EXERCISE BRIEF: Could you print out every entry, character for character?

--------------------------------------------------

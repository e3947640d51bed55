//! API error type and [`axum::response::IntoResponse`] implementation.

use axum::{
  Json,
  http::StatusCode,
  response::{IntoResponse, Response},
};
use serde_json::json;
use thiserror::Error;

/// An error returned by an API handler.
#[derive(Debug, Error)]
pub enum ApiError {
  #[error("not found: {0}")]
  NotFound(String),

  #[error("bad request: {0}")]
  BadRequest(String),

  #[error("conflict: {0}")]
  Conflict(String),

  #[error("store error: {0}")]
  Store(#[source] Box<dyn std::error::Error + Send + Sync>),
}

impl ApiError {
  pub(crate) fn store<E>(e: E) -> Self
  where
    E: std::error::Error + Send + Sync + 'static,
  {
    Self::Store(Box::new(e))
  }
}

impl From<gigwatch_core::Error> for ApiError {
  fn from(e: gigwatch_core::Error) -> Self { Self::BadRequest(e.to_string()) }
}

impl From<gigwatch_monitor::Error> for ApiError {
  fn from(e: gigwatch_monitor::Error) -> Self {
    use gigwatch_monitor::Error as E;
    match e {
      E::Config(inner) => Self::BadRequest(inner.to_string()),
      E::RunInProgress | E::Cancelled => Self::Conflict(e.to_string()),
      E::EventNotFound(id) => Self::NotFound(format!("event {id} not found")),
      E::Store(inner) => Self::Store(inner),
    }
  }
}

impl IntoResponse for ApiError {
  fn into_response(self) -> Response {
    let (status, message) = match &self {
      ApiError::NotFound(m) => (StatusCode::NOT_FOUND, m.clone()),
      ApiError::BadRequest(m) => (StatusCode::BAD_REQUEST, m.clone()),
      ApiError::Conflict(m) => (StatusCode::CONFLICT, m.clone()),
      ApiError::Store(e) => {
        tracing::error!(error = %e, "store error while handling request");
        (StatusCode::INTERNAL_SERVER_ERROR, e.to_string())
      }
    };
    (status, Json(json!({ "error": message }))).into_response()
  }
}
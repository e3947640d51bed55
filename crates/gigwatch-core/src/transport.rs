//! Outbound push messages and the `Transport` trait that delivers them.

use std::future::Future;

use serde::{Deserialize, Serialize};

use crate::{Error, Result};

/// Push priority on a 1 (min) to 5 (urgent) scale.
#[derive(Debug, Clone, Copy, PartialEq, Eq, PartialOrd, Ord, Serialize, Deserialize)]
#[serde(try_from = "u8", into = "u8")]
pub struct Priority(u8);

impl Priority {
  pub const NORMAL: Self = Self(3);
  /// Used for batch digests.
  pub const HIGH: Self = Self(4);

  pub fn new(value: u8) -> Result<Self> {
    if (1..=5).contains(&value) {
      Ok(Self(value))
    } else {
      Err(Error::InvalidPriority(value))
    }
  }

  pub fn get(self) -> u8 { self.0 }
}

impl TryFrom<u8> for Priority {
  type Error = Error;

  fn try_from(value: u8) -> Result<Self> { Self::new(value) }
}

impl From<Priority> for u8 {
  fn from(p: Priority) -> u8 { p.0 }
}

/// A fully composed push message.
#[derive(Debug, Clone, PartialEq, Eq, Serialize, Deserialize)]
pub struct Digest {
  pub title:    String,
  pub body:     String,
  pub priority: Priority,
  /// Link opened when the message is tapped.
  pub click:    Option<String>,
}

/// Delivers a [`Digest`]. Implementations must not retry on their own; the
/// caller's "mark only after a confirmed send" rule is the retry mechanism.
pub trait Transport: Send + Sync {
  type Error: std::error::Error + Send + Sync + 'static;

  fn send<'a>(
    &'a self,
    digest: &'a Digest,
  ) -> impl Future<Output = Result<(), Self::Error>> + Send + 'a;
}
//! Error type for `gigwatch-store-sqlite`.

use thiserror::Error;

#[derive(Debug, Error)]
pub enum Error {
  #[error("database error: {0}")]
  Database(#[from] tokio_rusqlite::Error),

  #[error("date/time parse error: {0}")]
  DateParse(String),

  /// Attempted to record a notification for an event that was never stored.
  #[error("event not found: {0}")]
  EventNotFound(String),
}

pub type Result<T, E = Error> = std::result::Result<T, E>;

--------------------------------------------------

SOLUTION FOR THIS TASK:
repository e3947640d51bed55
//! API error type and [`axum::response::IntoResponse`] implementation.

use axum::{
  Json,
  http::StatusCode,
  response::{IntoResponse, Response},
};
use serde_json::json;
use thiserror::Error;

/// An error returned by an API handler.
#[derive(Debug, Error)]
pub enum ApiError {
  #[error("not found: {0}")]
  NotFound(String),

  #[error("bad request: {0}")]
  BadRequest(String),

  #[error("conflict: {0}")]
  Conflict(String),

  #[error("store error: {0}")]
  Store(#[source] Box<dyn std::error::Error + Send + Sync>),
}

impl ApiError {
  pub(crate) fn store<E>(e: E) -> Self
  where
    E: std::error::Error + Send + Sync + 'static,
  {
    Self::Store(Box::new(e))
  }
}

impl From<gigwatch_core::Error> for ApiError {
  fn from(e: gigwatch_core::Error) -> Self { Self::BadRequest(e.to_string()) }
}

impl From<gigwatch_monitor::Error> for ApiError {
  fn from(e: gigwatch_monitor::Error) -> Self {
    use gigwatch_monitor::Error as E;
    match e {
      E::Config(inner) => Self::BadRequest(inner.to_string()),
      E::RunInProgress | E::Cancelled => Self::Conflict(e.to_string()),
      E::EventNotFound(id) => Self::NotFound(format!("event {id} not found")),
      E::Store(inner) => Self::Store(inner),
    }
  }
}

impl IntoResponse for ApiError {
  fn into_response(self) -> Response {
    let (status, message) = match &self {
      ApiError::NotFound(m) => (StatusCode::NOT_FOUND, m.clone()),
      ApiError::BadRequest(m) => (StatusCode::BAD_REQUEST, m.clone()),
      ApiError::Conflict(m) => (StatusCode::CONFLICT, m.clone()),
      ApiError::Store(e) => {
        tracing::error!(error = %e, "store error while handling request");
        (StatusCode::INTERNAL_SERVER_ERROR, e.to_string())
      }
    };
    (status, Json(json!({ "error": message }))).into_response()
  }
}
repository e3947640d51bed55
filename crates/gigwatch-core/src/transport.rs
//! Outbound push messages and the `Transport` trait that delivers them.

use std::future::Future;

use serde::{Deserialize, Serialize};

use crate::{Error, Result};

/// Push priority on a 1 (min) to 5 (urgent) scale.
#[derive(Debug, Clone, Copy, PartialEq, Eq, PartialOrd, Ord, Serialize, Deserialize)]
#[serde(try_from = "u8", into = "u8")]
pub struct Priority(u8);

impl Priority {
  pub const NORMAL: Self = Self(3);
  /// Used for batch digests.
  pub const HIGH: Self = Self(4);

  pub fn new(value: u8) -> Result<Self> {
    if (1..=5).contains(&value) {
      Ok(Self(value))
    } else {
      Err(Error::InvalidPriority(value))
    }
  }

  pub fn get(self) -> u8 { self.0 }
}

impl TryFrom<u8> for Priority {
  type Error = Error;

  fn try_from(value: u8) -> Result<Self> { Self::new(value) }
}

impl From<Priority> for u8 {
  fn from(p: Priority) -> u8 { p.0 }
}

/// A fully composed push message.
#[derive(Debug, Clone, PartialEq, Eq, Serialize, Deserialize)]
pub struct Digest {
  pub title:    String,
  pub body:     String,
  pub priority: Priority,
  /// Link opened when the message is tapped.
  pub click:    Option<String>,
}

/// Delivers a [`Digest`]. Implementations must not retry on their own; the
/// caller's "mark only after a confirmed send" rule is the retry mechanism.
pub trait Transport: Send + Sync {
  type Error: std::error::Error + Send + Sync + 'static;

  fn send<'a>(
    &'a self,
    digest: &'a Digest,
  ) -> impl Future<Output = Result<(), Self::Error>> + Send + 'a;
}
//! Error type for `gigwatch-store-sqlite`.

use thiserror::Error;

#[derive(Debug, Error)]
pub enum Error {
  #[error("database error: {0}")]
  Database(#[from] tokio_rusqlite::Error),

  #[error("date/time parse error: {0}")]
  DateParse(String),

  /// Attempted to record a notification for an event that was never stored.
  #[error("event not found: {0}")]
  EventNotFound(String),
}

pub type Result<T, E = Error> = std::result::Result<T, E>;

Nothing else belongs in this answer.